A prison is not an amusement park. And while the Goa Tourism Development Corporation (GTDC) may not seek to convert the Central Jail Aguada, which formerly existed at the same site as the seventeenth century Aguada Fort, into a funfair per se, its recently announced plans to makeover the location sound rather Disneyfied. 

Consider GTDC’s proposal to turn the fort and the jail into a tourist attraction by having a sound and light show, activity zones, and more at the location. Ostensibly, the purpose of the intended phantasmagoria is to pay tribute to Goa’s freedom fighters. The connection to the historical spot is that it is famously known as one where agitators against Portuguese rule were incarcerated. Yes, the changes GTDC wishes to make have an educational element in that the proposed show will give tourists the opportunity to learn about Goa’s anti-colonial legacy. However, one must be suspicious of the motives of this scheme which seeks to fold Goan history into a general understanding of the region as part and parcel of India.
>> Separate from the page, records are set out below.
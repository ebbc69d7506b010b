//! Tree storage engine: hierarchical values addressed by string-segment keys.
//!
//! Provides [`Key`]s and pluggable [`KeyParser`]s, the closed [`Value`] sum
//! type, and the [`Values`] store: a lock-guarded tree whose positions are
//! each either a leaf value or a branch of named children.

pub mod key;
pub mod value;
pub mod values;
mod node;

pub use key::{Key, KeyParser, SeparatorKeyParser, PERIOD_SEPARATOR};
pub use value::{Opaque, Value};
pub use values::{KeyValue, Values};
As these things go, it can be expected that the ‘teaching’ imparted through the edutainment will be anti-Portuguese while also being hyper-nationalist.
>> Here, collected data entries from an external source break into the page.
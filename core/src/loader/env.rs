//! Environment variable loader.
//!
//! Selects variables by name prefix, strips the prefix, and parses the rest
//! of the name into a key. Values are always stored as strings.

use std::sync::Arc;

use tracing::debug;

use super::Loader;
use crate::error::LoadError;
use crate::tree::{Key, KeyParser, SeparatorKeyParser, Value, Values};


/// Separator used by [`EnvLoader::lower_underscore`].
pub const UNDERSCORE_SEPARATOR: &str = "_";


pub struct EnvLoader {
    prefix: String,
    parser: Arc<dyn KeyParser + Send + Sync>,
    vars: Option<Vec<(String, String)>>,
}

impl EnvLoader {
    /// Variables starting with `prefix`, remainder parsed by `parser`.
    pub fn new<P>(prefix: impl Into<String>, parser: P) -> Self
    where
        P: KeyParser + Send + Sync + 'static,
    {
        EnvLoader {
            prefix: prefix.into(),
            parser: Arc::new(parser),
            vars: None,
        }
    }

    /// Variables starting with `prefix`, remainder lower-cased and split on `_`.
    ///
    /// `APP_DB_HOST` with prefix `APP_` becomes `db.host`.
    pub fn lower_underscore(prefix: impl Into<String>) -> Self {
        let split = SeparatorKeyParser::new(UNDERSCORE_SEPARATOR);
        EnvLoader::new(prefix, move |raw: &str| split.parse(&raw.to_lowercase()))
    }

    /// Read from `vars` instead of the process environment.
    pub fn with_vars<I, K, V>(mut self, vars: I) -> Self
    where
        I: IntoIterator<Item = (K, V)>,
        K: Into<String>,
        V: Into<String>,
    {
        self.vars = Some(vars.into_iter().map(|(k, v)| (k.into(), v.into())).collect());
        self
    }

    fn entry(&self, name: &str) -> Option<Key> {
        let rest = name.strip_prefix(self.prefix.as_str())?;
        if rest.is_empty() {
            return None;
        }
        let key = self.parser.parse(rest);
        (!key.is_empty()).then_some(key)
    }
}

impl Loader for EnvLoader {
    fn load(&self) -> Result<Values, LoadError> {
        let values = Values::new();
        let put = |name: &str, value: &str| {
            if let Some(key) = self.entry(name) {
                values.put(&key, Value::from(value));
            }
        };
        match &self.vars {
            Some(vars) => {
                for (name, value) in vars {
                    put(name.as_str(), value.as_str());
                }
            }
            None => {
                for (name, value) in std::env::vars_os() {
                    if let (Some(name), Some(value)) = (name.to_str(), value.to_str()) {
                        put(name, value);
                    }
                }
            }
        }
        debug!(prefix = %self.prefix, values = values.len(), "loaded environment");
        Ok(values)
    }
}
For example, according to a 7 August, 2016 news report, GTDC has expressly stated that it wishes “to restore and revive the history and heritage of the jail in line with the concept at the British-built Dhagshai Jail in Himachal Pradesh and Cellular Jail in the Andaman Islands”. In other words, the plan is to make Aguada get in step with the rest of the nation’s colonial history, even though Goa was not a British colony. In turn, this then leads one to believe that any attempt to render Goa’s freedom struggle in the spectacle GTDC hopes to produce at the jail will link it, predictably, to that of formerly British India.
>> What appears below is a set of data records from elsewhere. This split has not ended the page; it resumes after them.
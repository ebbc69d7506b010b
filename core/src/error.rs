//! Errors reported by loaders.

use std::path::PathBuf;

use thiserror::Error;


/// Failure reported by a [`Loader`](crate::loader::Loader).
///
/// Tree operations themselves never fail; this is the only error channel,
/// and batch loads hand it back to the caller unchanged.
#[derive(Debug, Error)]
pub enum LoadError {
    #[error("I/O error reading {path}: {source}")]
    Io {
        path: PathBuf,
        #[source]
        source: std::io::Error,
    },

    #[error("invalid JSON: {0}")]
    Json(#[from] serde_json::Error),

    #[error("invalid YAML: {0}")]
    Yaml(#[from] serde_yaml::Error),

    #[error("invalid arguments: {0}")]
    Flag(#[from] clap::Error),

    /// The document parsed but its top level is not a mapping.
    #[error("expected a top-level object, found {0}")]
    NotAnObject(&'static str),

    /// A one-shot loader was asked to load a second time.
    #[error("loader input already consumed")]
    Exhausted,

    #[error("unsupported config format for {}", .0.display())]
    UnsupportedFormat(PathBuf),

    #[error(transparent)]
    Custom(#[from] Box<dyn std::error::Error + Send + Sync>),
}

impl LoadError {
    /// Wrap any error type as [`LoadError::Custom`].
    pub fn custom<E>(error: E) -> Self
    where
        E: Into<Box<dyn std::error::Error + Send + Sync>>,
    {
        LoadError::Custom(error.into())
    }
}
While there were strands of Goa’s complex anti-colonial movement that aligned themselves with Indian nationalism, even these elements foresaw liberation from the Portuguese as being rather different from its outcome. In his 2012 essay on “O Barco da África/The Africa Boat” (1964), a short story by Laxmanrao Sardessai (1904-1986), Paul Melo e Castro explains that though Sardessai was an “active campaigner against Portuguese rule”, his fight was not against the Portuguese language or culture (pp. 129-30). As proof of this, Melo e Castro points to the fact that it was not until Sardessai’s post-Liberation return to Goa from political exile that he began writing in Portuguese, having hitherto written largely in Marathi. The impetus for this, Melo e Castro gathers, was the political moment that ensued with the ousting of the Portuguese and Goa’s uneasy transition into the Indian fold. 

“Sardessai’s writing was explicitly in the service of supporting cultural and political autonomy for his society”, Melo e Castro observes, and goes on to argue that “Sardessai’s turn to writing in Portuguese (and Konkani) after a lifetime of renown as a Marathi writer must also be seen as a response to de-specify Goa…” (p. 130). Published in separate Portuguese and Marathi versions, Sardessai’s “The Africa Boat” is also instructive for the discussion at hand, for it too is set against the backdrop of Aguada Jail. 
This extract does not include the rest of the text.